What you have to do
Everything from the line containing "fn active_step_never_exceeds_reading(cfg in" to the last line of the data below should be copied word for word, and nothing else.

------------------------------------------------

//! Property-based testing strategies for generating test data
//!
//! Strategies for well-formed threshold configs, fields and contexts, plus
//! the properties that only make sense with access to crate internals.

#![cfg(test)]

use crate::context::OverrideContext;
use crate::thresholds::{Threshold, ThresholdsConfig, ThresholdsMode};
use crate::types::{DataFrame, Field};
use crate::validation::validate_thresholds;
use proptest::collection::{btree_map, vec};
use proptest::prelude::*;
use serde_json::json;

/// Strategy for generating threshold modes other than field based
pub fn plain_mode_strategy() -> impl Strategy<Value = ThresholdsMode> {
    prop_oneof![Just(ThresholdsMode::Absolute), Just(ThresholdsMode::Percentage)]
}

/// Strategy for generating colors
pub fn color_strategy() -> impl Strategy<Value = String> {
    prop_oneof![
        Just("green".to_string()),
        Just("red".to_string()),
        "#[0-9a-f]{6}",
    ]
}

/// Strategy for generating sorted, sentinel-led threshold configs
pub fn thresholds_strategy() -> impl Strategy<Value = ThresholdsConfig> {
    (
        plain_mode_strategy(),
        color_strategy(),
        vec((0.0f64..=1.0, color_strategy()), 0..6),
    )
        .prop_map(|(mode, base_color, mut rest)| {
            rest.sort_by(|a, b| a.0.total_cmp(&b.0));
            let mut steps = vec![Threshold::base(base_color)];
            steps.extend(rest.into_iter().map(|(v, c)| Threshold::new(v, c)));
            ThresholdsConfig::new(mode, steps)
        })
}

/// Strategy for generating a field with labels
pub fn labeled_field_strategy() -> impl Strategy<Value = Field> {
    (
        "[a-z]{1,8}",
        btree_map("[a-z_]{1,8}", "[a-zA-Z0-9-]{1,12}", 0..4),
    )
        .prop_map(|(name, labels)| Field {
            name,
            labels: Some(labels),
            ..Field::default()
        })
}

/// Strategy for generating a context with string-valued series fields
pub fn context_strategy() -> impl Strategy<Value = OverrideContext> {
    (
        labeled_field_strategy(),
        vec(vec(("[a-z]{1,8}", "[a-z0-9-]{0,10}"), 0..4), 0..3),
    )
        .prop_map(|(field, frames)| {
            let data = frames
                .into_iter()
                .map(|fields| {
                    DataFrame::new(
                        fields
                            .into_iter()
                            .map(|(name, first)| Field::new(name).with_values(vec![json!(first)]))
                            .collect(),
                    )
                })
                .collect();
            OverrideContext::new(field, data)
        })
}

proptest! {
    #[test]
    fn generated_thresholds_validate_clean(cfg in thresholds_strategy()) {
        let issues = validate_thresholds(&cfg)
            .into_iter()
            .filter(|i| i.severity == crate::Severity::Error)
            .count();
        prop_assert_eq!(issues, 0);
    }

    #[test]
    fn active_step_never_exceeds_reading(cfg in thresholds_strategy(), reading in -10.0f64..10.0) {
        let step = cfg.active_step(reading).unwrap();
        prop_assert!(step.is_base() || step.value <= reading);
    }

    #[test]
    fn every_label_resolves_to_itself(ctx in context_strategy()) {
        for (name, value) in ctx.field.labels.clone().unwrap_or_default() {
            let token = format!("&&({})", name);
            prop_assert_eq!(crate::template::resolve_field_tokens(&token, &ctx), value);
        }
    }
}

------------------------------------------------

Response for this exercise
    fn active_step_never_exceeds_reading(cfg in thresholds_strategy(), reading in -10.0f64..10.0) {
        let step = cfg.active_step(reading).unwrap();
        prop_assert!(step.is_base() || step.value <= reading);
    }

    #[test]
    fn every_label_resolves_to_itself(ctx in context_strategy()) {
        for (name, value) in ctx.field.labels.clone().unwrap_or_default() {
            let token = format!("&&({})", name);
            prop_assert_eq!(crate::template::resolve_field_tokens(&token, &ctx), value);
        }
    }
}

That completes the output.